Manson was admitted to state prison from Los Angeles County on April 22, 1971, for seven counts of first-degree murder and one count of conspiracy to commit murder for the deaths of Abigail Ann Folger, Wojciech Frykowski, Steven Earl Parent, Sharon Tate Polanski, Jay Sebring, and Leno and Rosemary LaBianca. As the death penalty was ruled unconstitutional in 1972, Manson was re-sentenced to life with the possibility of parole. His initial death sentence was modified to life on February 2, 1977.

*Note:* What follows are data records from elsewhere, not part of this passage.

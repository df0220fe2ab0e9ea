//! Rendezvous protocol handler: one datagram in, at most one datagram out.
//!
//! Stateless between datagrams; everything that persists lives in the
//! registry. The handler never touches a socket: the listener feeds it
//! bytes plus the transport-reported source, and sends back whatever
//! `Outcome::Reply` carries.

use std::net::{SocketAddr, SocketAddrV4};
use std::sync::Arc;

use bytes::{Bytes, BytesMut};

use punch_core::wire::{MessageType, PeerKey, PeerRecord, KEY_LEN, MAX_UDP_PAYLOAD, RECORD_LEN};
use punch_services::{Admission, PeerRegistry, ProtocolStats, RegistrationPolicy};

/// What became of one datagram.
#[derive(Debug, Clone, PartialEq, Eq)]
pub enum Outcome {
    /// Handshake accepted; the sender's address is now on record. No reply.
    Registered,
    /// Resolve answered. Send this back to the source, even when empty.
    Reply(Bytes),
    /// Nothing happened. Never reported to the sender.
    Dropped(DropReason),
}

#[derive(Debug, Clone, Copy, PartialEq, Eq)]
pub enum DropReason {
    Empty,
    /// Handshake payload shorter than one key.
    ShortHandshake,
    /// Source cannot be written as an IPv4 record.
    NonIpv4Source,
    Rejected(&'static str),
    UnknownType(u8),
}

pub struct RendezvousHandler {
    registry: PeerRegistry,
    policy: Arc<dyn RegistrationPolicy>,
    stats: ProtocolStats,
    max_reply_bytes: usize,
}

impl RendezvousHandler {
    pub fn new(
        registry: PeerRegistry,
        policy: Arc<dyn RegistrationPolicy>,
        stats: ProtocolStats,
    ) -> Self {
        Self {
            registry,
            policy,
            stats,
            max_reply_bytes: MAX_UDP_PAYLOAD,
        }
    }

    /// Cap resolve replies at `bytes`. Records past the cap are left out.
    pub fn with_max_reply_bytes(mut self, bytes: usize) -> Self {
        self.max_reply_bytes = bytes;
        self
    }

    /// Process one datagram received from `source`.
    pub fn handle(&self, datagram: &[u8], source: SocketAddr) -> Outcome {
        let outcome = self.dispatch(datagram, source);

        match &outcome {
            Outcome::Registered => self.stats.record_handshake(),
            Outcome::Reply(reply) => self.stats.record_resolve(reply.len() / RECORD_LEN),
            Outcome::Dropped(reason) => {
                self.stats.record_drop();
                tracing::trace!(%source, len = datagram.len(), ?reason, "datagram dropped");
            }
        }

        outcome
    }

    fn dispatch(&self, datagram: &[u8], source: SocketAddr) -> Outcome {
        let Some((&tag, payload)) = datagram.split_first() else {
            return Outcome::Dropped(DropReason::Empty);
        };

        match MessageType::try_from(tag) {
            Ok(MessageType::Handshake) => self.handle_handshake(payload, source),
            Ok(MessageType::Resolve) => self.handle_resolve(payload),
            Err(_) => Outcome::Dropped(DropReason::UnknownType(tag)),
        }
    }

    fn handle_handshake(&self, payload: &[u8], source: SocketAddr) -> Outcome {
        // Bytes past the first key are ignored.
        let Some(key) = PeerKey::from_prefix(payload) else {
            return Outcome::Dropped(DropReason::ShortHandshake);
        };

        let Some(source) = ipv4_source(source) else {
            return Outcome::Dropped(DropReason::NonIpv4Source);
        };

        if let Admission::Reject(reason) = self.policy.admit(&key, source) {
            tracing::debug!(peer = key.short(), %source, reason, "registration rejected");
            return Outcome::Dropped(DropReason::Rejected(reason));
        }

        self.registry.upsert(PeerRecord::new(key, source));
        tracing::debug!(peer = key.short(), %source, "peer registered");
        Outcome::Registered
    }

    fn handle_resolve(&self, payload: &[u8]) -> Outcome {
        let queried = payload.len() / KEY_LEN;
        let mut reply =
            BytesMut::with_capacity((queried * RECORD_LEN).min(self.max_reply_bytes));

        // A trailing partial key is ignored by chunks_exact.
        for key in payload.chunks_exact(KEY_LEN).filter_map(PeerKey::from_prefix) {
            // Checked before the lookup so a key left out is not freshened.
            if reply.len() + RECORD_LEN > self.max_reply_bytes {
                tracing::debug!(
                    queried,
                    max_reply_bytes = self.max_reply_bytes,
                    "resolve reply full, remaining keys skipped"
                );
                break;
            }
            let Some(record) = self.registry.lookup(&key) else {
                continue;
            };
            reply.extend_from_slice(&record.encode());
        }

        tracing::trace!(queried, resolved = reply.len() / RECORD_LEN, "resolve answered");
        Outcome::Reply(reply.freeze())
    }
}

/// The address to store for a registration. IPv4-mapped IPv6 sources from a
/// dual-stack socket count as IPv4.
fn ipv4_source(source: SocketAddr) -> Option<SocketAddrV4> {
    match source {
        SocketAddr::V4(v4) => Some(v4),
        SocketAddr::V6(v6) => v6
            .ip()
            .to_ipv4_mapped()
            .map(|ip| SocketAddrV4::new(ip, v6.port())),
    }
}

On December 13, 1971, Manson was convicted of first-degree murder in Los Angeles County Court for the July 25, 1969, death of musician Gary Hinman. He was also convicted of first-degree murder for the August 1969 death of Donald Jerome "Shorty" Shea. Following the 1972 decision of California v. Anderson, California's death sentences were ruled unconstitutional and that "any prisoner now under a sentence of death ... may file a petition for writ of habeas corpus in the superior court inviting that court to modify its judgment to provide for the appropriate alternative punishment of life imprisonment or life imprisonment without possibility of parole specified by statute for the crime for which he was sentenced to death." Manson was thus eligible to apply for parole after seven years' incarceration. His first parole hearing took place on November 16, 1978, at California Medical Facility in Vacaville, where his petition was rejected.

1980s–1990s 

In the 1980s, Manson gave four interviews to the mainstream media. The first, recorded at California Medical Facility and aired on June 13, 1981, was by Tom Snyder for NBC's The Tomorrow Show. The second, recorded at San Quentin State Prison and aired on March 7, 1986, was by Charlie Rose for CBS News Nightwatch, and it won the national news Emmy Award for Best Interview in 1987. The third, with Geraldo Rivera in 1988, was part of the journalist's prime-time special on Satanism. At least as early as the Snyder interview, Manson's forehead bore a swastika in the spot where the X carved during his trial had been.

Nikolas Schreck conducted an interview with Manson for his documentary Charles Manson Superstar (1989). Schreck concluded that Manson was not insane but merely acting that way out of frustration.

On September 25, 1984, Manson was imprisoned in the California Medical Facility at Vacaville when inmate Jan Holmstrom poured paint thinner on him and set him on fire, causing second and third degree burns on over 20 percent of his body. Holmstrom explained that Manson had objected to his Hare Krishna chants and verbally threatened him.

After 1989, Manson was housed in the Protective Housing Unit at California State Prison, Corcoran, in Kings County. The unit housed inmates whose safety would be endangered by general-population housing. He had also been housed at San Quentin State Prison, California Medical Facility in Vacaville, Folsom State Prison and Pelican Bay State Prison.
In June 1997, a prison disciplinary committee found that Manson had been trafficking drugs. He was moved from Corcoran State Prison to Pelican Bay State Prison a month later.

2000s–2017 

On September 5, 2007, MSNBC aired The Mind of Manson, a complete version of a 1987 interview at California's San Quentin State Prison. The footage of the "unshackled, unapologetic, and unruly" Manson had been considered "so unbelievable" that only seven minutes of it had originally been broadcast on Today, for which it had been recorded.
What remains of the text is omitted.